It’s day 70 as I write this and spring break begins on Friday. It snuck up on me this year and I have a trip to Thailand planned along with some data crunching and writing. The days have really gone by so quickly that it is difficult to imagine that I am nearing the midway point of my journey. I plan a separate post about what will undoubtably be an unforgettable trip to Thailand upon my return, but I thought I would share a bit in this post about what I get to do every week.
We’ve been given immense control over our schedules by the caring folks at the Academy of Singapore Teachers (AST) who oversee the Fulbright Program. In the fall, they prepare to receive the Fulbright teachers from the United States and this winter they have been taking good care of us. Since our orientation, our “buddies” have gone with us to each new school attachment where they introduce us to school staff and fill them in on our schedule needs. They work to ensure that we get access to what we want to see and what we need to complete our project. I have three buddies that are there for me and I know I can contact them anytime with any requests.
I’ve also had at least two people assigned to work with me at each school - I’m at my second attachment now. We chat and they want to know what I would like to see and participate in. They also look for teachers that might be interested in my research and connect us. They schedule me to provide professional development for staff and, at this school, I will be conducting workshops on using board games across content areas, sketchnotes 2.0 (they already use sketchnotes and want to take it up to the next level) and using technology in the classroom. They take really good care of me. I’ve been brought food, taken out to lots of meals, invited to dinners — you see a theme here?
I go in to school 3-4 days a week and usually stay for 5-6 hours, depending on my schedule. I’ve been assigned a cubicle of my own complete with printer, phone, and cabinets for storage. Teachers don’t have a classroom of their own here, so they spend a part of their day in their “office” where they mark papers, meet with colleagues and prepare for lessons. In my first attachment, I was embedded in the HOD (Head of Department) section, but now I am surrounded by science teachers. That is letting me reconnect with my science roots.
Sometimes there is a special event going on, a class to observe, some kind of PD event to attend, or a staff meeting to attend. Other times I am analyzing surveys and interview responses related to my project or doing research. I get the time to read and reflect. Let me repeat that, I have time to read extremely interesting books, professional journals, blog posts and articles, and to really digest them. I also listen to podcasts related to games and learning and watch video lessons.
At the end of the day, I head back toward my apartment which takes 45 minutes to an hour. I may need to stop in at a market to pick up a few things, but I am hooked on delivery, so don’t need to do this very often anymore.

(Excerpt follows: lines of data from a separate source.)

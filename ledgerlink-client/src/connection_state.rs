//! Connection lifecycle and endpoint failover
//!
//! # Lifecycle
//!
//! ```text
//! Idle → Connecting ─┬→ Open → Ready ─→ Retrying → Connecting ...
//!        Racing ─────┘                └→ Closing → Closed
//!                                         Destroyed (terminal, from anywhere)
//! ```
//!
//! `Open` only means the socket is up. `Ready` is entered after the
//! post-open handshake completes.
//!
//! # Failover
//!
//! Each connect increments a per-endpoint attempt counter. Once the counter
//! exceeds the configured maximum the cursor moves to the next endpoint
//! (wrapping around, which starts a new round) and the counter restarts.
//! With a single endpoint there is nowhere to go and the attempt budget is
//! exhausted.

use ledgerlink_core::{Error, Result};

/// Endpoints used when none of the configured ones are usable
pub const DEFAULT_ENDPOINTS: &[&str] = &[
    "wss://xrplcluster.com",
    "wss://xrpl.link",
    "wss://s2.ripple.com",
];

/// Connection lifecycle state
#[derive(Debug, Clone, Copy, PartialEq, Eq)]
pub enum LifecycleState {
    Idle,
    Connecting,
    Racing,
    Open,
    Ready,
    Retrying,
    Closing,
    Closed,
    Destroyed,
}

impl LifecycleState {
    /// Numeric value for the state gauge
    pub fn as_gauge(self) -> i64 {
        match self {
            LifecycleState::Idle => 0,
            LifecycleState::Connecting => 1,
            LifecycleState::Racing => 2,
            LifecycleState::Open => 3,
            LifecycleState::Ready => 4,
            LifecycleState::Retrying => 5,
            LifecycleState::Closing => 6,
            LifecycleState::Closed => 7,
            LifecycleState::Destroyed => 8,
        }
    }
}

/// Check a single endpoint URL
pub fn validate_endpoint(endpoint: &str) -> Result<String> {
    let endpoint = endpoint.trim();
    let lower = endpoint.to_ascii_lowercase();
    let rest = lower
        .strip_prefix("wss://")
        .or_else(|| lower.strip_prefix("ws://"));
    match rest {
        Some(host) if !host.is_empty() => Ok(endpoint.to_string()),
        _ => Err(Error::InvalidEndpoint(endpoint.to_string())),
    }
}

/// Ordered, deduplicated endpoints with a cursor
#[derive(Debug, Clone)]
pub struct EndpointList {
    endpoints: Vec<String>,
    cursor: usize,
}

impl EndpointList {
    /// Keep valid, distinct endpoints in order; fall back to the defaults
    /// when none survive
    pub fn new<I, S>(candidates: I) -> Self
    where
        I: IntoIterator<Item = S>,
        S: AsRef<str>,
    {
        let mut endpoints: Vec<String> = Vec::new();
        for candidate in candidates {
            match validate_endpoint(candidate.as_ref()) {
                Ok(endpoint) => {
                    if !endpoints.contains(&endpoint) {
                        endpoints.push(endpoint);
                    }
                }
                Err(e) => tracing::warn!(error = %e, "ignoring endpoint"),
            }
        }

        if endpoints.is_empty() {
            endpoints = DEFAULT_ENDPOINTS.iter().map(|e| e.to_string()).collect();
        }

        Self {
            endpoints,
            cursor: 0,
        }
    }

    pub fn current(&self) -> &str {
        &self.endpoints[self.cursor]
    }

    pub fn cursor(&self) -> usize {
        self.cursor
    }

    pub fn len(&self) -> usize {
        self.endpoints.len()
    }

    pub fn is_empty(&self) -> bool {
        self.endpoints.is_empty()
    }

    pub fn iter(&self) -> impl Iterator<Item = &str> {
        self.endpoints.iter().map(String::as_str)
    }

    /// Move to the next endpoint; true when the cursor wrapped to the first
    pub fn advance(&mut self) -> bool {
        self.cursor = (self.cursor + 1) % self.endpoints.len();
        self.cursor == 0
    }

    /// Point the cursor at `index`; true if it moved
    pub fn select(&mut self, index: usize) -> bool {
        if index >= self.endpoints.len() || index == self.cursor {
            return false;
        }
        self.cursor = index;
        true
    }
}

/// Result of starting a connect attempt
#[derive(Debug, Clone, PartialEq, Eq)]
pub enum AttemptOutcome {
    /// Go ahead with the current endpoint
    Proceed,
    /// The budget for the previous endpoint ran out; now on `endpoint`
    Switched { endpoint: String, wrapped: bool },
    /// No attempts left and nowhere to fail over to
    Exhausted { endpoint: String, attempts: u32 },
}

/// Tracks lifecycle state, endpoint cursor and attempt counting
#[derive(Debug)]
pub struct ConnectionManager {
    endpoints: EndpointList,
    state: LifecycleState,
    attempts: u32,
    max_attempts: Option<u32>,
}

impl ConnectionManager {
    pub fn new(endpoints: EndpointList, max_attempts: Option<u32>) -> Self {
        Self {
            endpoints,
            state: LifecycleState::Idle,
            attempts: 0,
            max_attempts,
        }
    }

    #[cfg(test)]
    fn state(&self) -> LifecycleState {
        self.state
    }

    pub fn set_state(&mut self, state: LifecycleState) {
        if self.state != state {
            tracing::debug!(from = ?self.state, to = ?state, "lifecycle transition");
            self.state = state;
        }
    }

    pub fn endpoints(&self) -> &EndpointList {
        &self.endpoints
    }

    pub fn current(&self) -> &str {
        self.endpoints.current()
    }

    pub fn attempts(&self) -> u32 {
        self.attempts
    }

    fn over_budget(&self) -> bool {
        self.max_attempts
            .is_some_and(|max| self.attempts > max)
    }

    /// Count a single-endpoint connect attempt
    ///
    /// The budget check is strict: `max_attempts` attempts are allowed per
    /// endpoint and the one after that fails over.
    pub fn begin_attempt(&mut self) -> AttemptOutcome {
        self.attempts += 1;
        if !self.over_budget() {
            return AttemptOutcome::Proceed;
        }

        if self.endpoints.len() > 1 {
            let wrapped = self.endpoints.advance();
            self.attempts = 1;
            AttemptOutcome::Switched {
                endpoint: self.endpoints.current().to_string(),
                wrapped,
            }
        } else {
            AttemptOutcome::Exhausted {
                endpoint: self.endpoints.current().to_string(),
                attempts: self.attempts - 1,
            }
        }
    }

    /// Count a racing round across every endpoint
    pub fn begin_round(&mut self) -> AttemptOutcome {
        self.attempts += 1;
        if self.over_budget() {
            AttemptOutcome::Exhausted {
                endpoint: self.endpoints.iter().collect::<Vec<_>>().join(", "),
                attempts: self.attempts - 1,
            }
        } else {
            AttemptOutcome::Proceed
        }
    }

    /// The handshake completed
    pub fn mark_ready(&mut self) {
        self.attempts = 0;
        self.set_state(LifecycleState::Ready);
    }

    /// Start over on the same endpoint with a fresh budget
    pub fn reset_attempts(&mut self) {
        self.attempts = 0;
    }

    /// Fail over to the next endpoint right away
    ///
    /// Returns the new endpoint and whether the cursor wrapped.
    pub fn force_next(&mut self) -> (String, bool) {
        let wrapped = self.endpoints.advance();
        self.attempts = 0;
        (self.endpoints.current().to_string(), wrapped)
    }

    /// Adopt the endpoint at `index` (a race winner); true if it changed
    pub fn adopt(&mut self, index: usize) -> bool {
        let moved = self.endpoints.select(index);
        if moved {
            self.attempts = 0;
        }
        moved
    }
}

If I am hungry or thirsty, there are too many options to choose from. I do eat in a few nights a week, it just depends on what time I get home. Just like in the US, when you settle in at home it is hard to go out again. If it is evening time, I will eat out. Options include a hawker center, a shopping mall, or more touristy restaurants. Being a foodie of sorts I have an app handy and wherever I am I can generally find multiple crowdsourced and recommended options.
I have a night class that I must attend on Wednesday evenings. It is a blended class, which means we meet online every other week in Blackboard. That is wonderful because the university is 70 minutes from my apartment. If I was coming from my school attachment, it would take me over 2 hours, so I don’t go in that day. We are asked to read three journal articles covering a particular learning theory and write a reflection in a forum. We also respond to two other posts. The following week we meet live to discuss the articles. Groups of 2-3 present the material and another group reflects of the theme discussions. I get asked to share what teaching is like in the US and everyone is very interested. The class is made up of educators in a masters program and doctoral students. It is an interesting class, but it does take more time than I would like to prepare for it.
In my proposal for the Fulbright, I included an option to work with teachers interested in using Minecraft not expecting to get any response, but turns out I was wrong. Aside from my attachment schools, I’ve visited three junior colleges and have another coming up. All are interested in the potential for using Minecraft in their curriculum or for training purposes. The master history teachers for Singapore are also interested, so much so that we have two exploratory workshops planned in April. I get to sit in and participate in designing Minecraft lessons with history and social science teachers at the Microsoft office downtown. I’m nerding out just thinking about spending hours with like-minded educators designing amazing Minecraft experiences for students throughout Singapore.
I’m part of many networks here as well. These folks are boss level experts using WhatsApp for messaging. I have 22 active streams right now. Everyone is connected and I think it is great. Finally, my week would not be complete without checking in with my colleagues Diem and Christine. They moved recently and are now just a few short blocks away, so we generally connect face-to-face each week.
I am feeling very happy to be where I am at this point and have nothing at all to complain about. It’s a stimulating and deeply enriching environment to be in everyday. I am around so many talented and dedicated individuals that I feel truly fortunate to be in this situation.